* **About this task**
The entries are to be output in full, word for word.

(Saved entries)
Segment Open

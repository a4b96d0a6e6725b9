use thiserror::Error;

/// Common error types used across the dispatcher crates.
#[derive(Debug, Error)]
pub enum DispatchError {
    #[error("Database error: {0}")]
    Database(#[from] sqlx::Error),

    #[error("Redis error: {0}")]
    Redis(#[from] redis::RedisError),

    /// The article catalog or delivery tables are missing something a run needs.
    #[error("Schema error: {0}")]
    Schema(String),

    #[error("Configuration error: {0}")]
    Config(String),

    #[error("Validation error: {0}")]
    Validation(String),

    #[error("I/O error: {0}")]
    Io(#[from] std::io::Error),
}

Segment Closed

* **Completed task**
repository a4b96d0a6e6725b9
use thiserror::Error;

/// Common error types used across the dispatcher crates.
#[derive(Debug, Error)]
pub enum DispatchError {
    #[error("Database error: {0}")]
    Database(#[from] sqlx::Error),

    #[error("Redis error: {0}")]
    Redis(#[from] redis::RedisError),

    /// The article catalog or delivery tables are missing something a run needs.
    #[error("Schema error: {0}")]
    Schema(String),

    #[error("Configuration error: {0}")]
    Config(String),

    #[error("Validation error: {0}")]
    Validation(String),

    #[error("I/O error: {0}")]
    Io(#[from] std::io::Error),
}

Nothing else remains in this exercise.